SPECIAL ASSESSMENTS - MICHIGAN

Landon v. City of Flint

Court of Appeals of Michigan - October 21, 2014 - Not Reported in N.W.2d - 2014 WL 5364172

In 2012, Flint’s emergency manager established a special assessment district to help pay for improvements to the street-lighting system in the city. The assessment was spread equally among all parcels in the city, for a total cost of $66.05 per parcel.

Petitioner contested the special assessment on his properties, and initiated this suit before the Tax Tribunal. He argued that the special assessment was unlawful because: (1) it did not raise the market value of his property and was not proportional to the value of the services provided; (2) it did not constitute an “improvement” as required by statute; and (3) it included a special assessment for garbage collection, despite the fact that it professed to only raise funds for streetlight maintenance. Respondent stated that: (1) petitioner failed to provide sufficient evidence to overcome the statutory presumption that special assessment districts are valid; (2) the special assessment was consistent with the law; and (3) Flint’s garbage disposal services were paid for by a fee imposed on landowners within the city, not the special assessment district, and petitioner offered no evidence to show otherwise.

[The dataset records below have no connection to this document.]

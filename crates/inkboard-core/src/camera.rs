//! Camera module for pan/zoom transforms.
//!
//! The camera maps model space (document coordinates) to screen space
//! (pointer/viewport pixels) with a uniform scale followed by a translation:
//! `screen = model * scale + offset`.

use kurbo::{Affine, Point, Rect, Size, Vec2};
use serde::{Deserialize, Serialize};

/// Smallest allowed scale.
pub const MIN_SCALE: f64 = 0.1;
/// Largest allowed scale.
pub const MAX_SCALE: f64 = 5.0;

/// Zoom factor applied per mouse wheel notch (cursor-anchored).
pub const WHEEL_ZOOM_FACTOR: f64 = 1.1;
/// Zoom factor applied by the zoom in/out buttons (not anchored).
pub const BUTTON_ZOOM_FACTOR: f64 = 1.2;

/// Camera manages the view transform for the canvas.
///
/// It is only written by pan/zoom/reset/wheel operations and read by every
/// coordinate conversion.
#[derive(Debug, Clone, Copy, PartialEq, Serialize, Deserialize)]
pub struct Camera {
    /// Current translation offset (pan), in screen pixels.
    pub offset: Vec2,
    /// Current uniform scale, always within `[MIN_SCALE, MAX_SCALE]`.
    #[serde(deserialize_with = "deserialize_scale")]
    scale: f64,
}

impl Default for Camera {
    fn default() -> Self {
        Self {
            offset: Vec2::ZERO,
            scale: 1.0,
        }
    }
}

impl Camera {
    /// Create a new camera at scale 1 with no pan.
    pub fn new() -> Self {
        Self::default()
    }

    /// Create a camera with the given offset and scale (scale is clamped).
    pub fn with(offset: Vec2, scale: f64) -> Self {
        Self {
            offset,
            scale: clamp_scale(scale),
        }
    }

    /// Current scale.
    pub fn scale(&self) -> f64 {
        self.scale
    }

    /// Set the scale directly, clamped to the allowed range.
    pub fn set_scale(&mut self, scale: f64) {
        self.scale = clamp_scale(scale);
    }

    /// Model-to-screen affine transform, for renderers.
    pub fn transform(&self) -> Affine {
        Affine::translate(self.offset) * Affine::scale(self.scale)
    }

    /// Screen-to-model affine transform, for input handling.
    pub fn inverse_transform(&self) -> Affine {
        Affine::scale(1.0 / self.scale) * Affine::translate(-self.offset)
    }

    /// Convert a pointer (screen) point to model space.
    pub fn to_model(&self, screen_point: Point) -> Point {
        Point::new(
            (screen_point.x - self.offset.x) / self.scale,
            (screen_point.y - self.offset.y) / self.scale,
        )
    }

    /// Convert a model point to screen space.
    pub fn to_screen(&self, model_point: Point) -> Point {
        Point::new(
            model_point.x * self.scale + self.offset.x,
            model_point.y * self.scale + self.offset.y,
        )
    }

    /// Convert a model-space rectangle to screen space.
    pub fn screen_rect(&self, model_rect: Rect) -> Rect {
        Rect::from_points(
            self.to_screen(Point::new(model_rect.x0, model_rect.y0)),
            self.to_screen(Point::new(model_rect.x1, model_rect.y1)),
        )
    }

    /// Model-space point at the centre of a viewport of the given size.
    pub fn viewport_center(&self, viewport: Size) -> Point {
        self.to_model(Point::new(viewport.width / 2.0, viewport.height / 2.0))
    }

    /// Pan the camera by a delta in screen coordinates.
    pub fn pan(&mut self, delta: Vec2) {
        self.offset += delta;
    }

    /// Zoom by `factor`, keeping the model point under `screen_point` fixed.
    pub fn zoom_at(&mut self, screen_point: Point, factor: f64) {
        let anchor = self.to_model(screen_point);
        self.scale = clamp_scale(self.scale * factor);
        self.offset = Vec2::new(
            screen_point.x - anchor.x * self.scale,
            screen_point.y - anchor.y * self.scale,
        );
    }

    /// Wheel zoom: scrolling up (negative delta) zooms in, anchored at the cursor.
    pub fn zoom_wheel(&mut self, screen_point: Point, delta_y: f64) {
        let factor = if delta_y < 0.0 {
            WHEEL_ZOOM_FACTOR
        } else {
            1.0 / WHEEL_ZOOM_FACTOR
        };
        self.zoom_at(screen_point, factor);
    }

    /// Button zoom in. Changes scale only; the offset is untouched.
    pub fn zoom_in(&mut self) {
        self.set_scale(self.scale * BUTTON_ZOOM_FACTOR);
    }

    /// Button zoom out. Changes scale only; the offset is untouched.
    pub fn zoom_out(&mut self) {
        self.set_scale(self.scale / BUTTON_ZOOM_FACTOR);
    }

    /// Reset camera to default position and zoom.
    pub fn reset(&mut self) {
        *self = Self::default();
    }
}

fn deserialize_scale<'de, D>(deserializer: D) -> Result<f64, D::Error>
where
    D: serde::Deserializer<'de>,
{
    f64::deserialize(deserializer).map(clamp_scale)
}

fn clamp_scale(scale: f64) -> f64 {
    if scale.is_nan() {
        return 1.0;
    }
    scale.clamp(MIN_SCALE, MAX_SCALE)
}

The Tribunal agreed with respondent and dismissed petitioner’s case. In a written opinion, it held that: (1) petitioner’s case involved only one parcel, as he failed to pay the filing fee for the other parcels he owned, and thus did not invoke the Tribunal’s jurisdiction over those parcels; (2) petitioner did not establish that the cost of the assessment was disproportionate to its benefit; (3) MCL 117.4d(1)(a) allowed the city to levy a special assessment to cover the operational and maintenance costs of street lighting; and (4) the garbage collection service was provided by a fee, not by the instant special assessment district.

The Court of Appeals affirmed.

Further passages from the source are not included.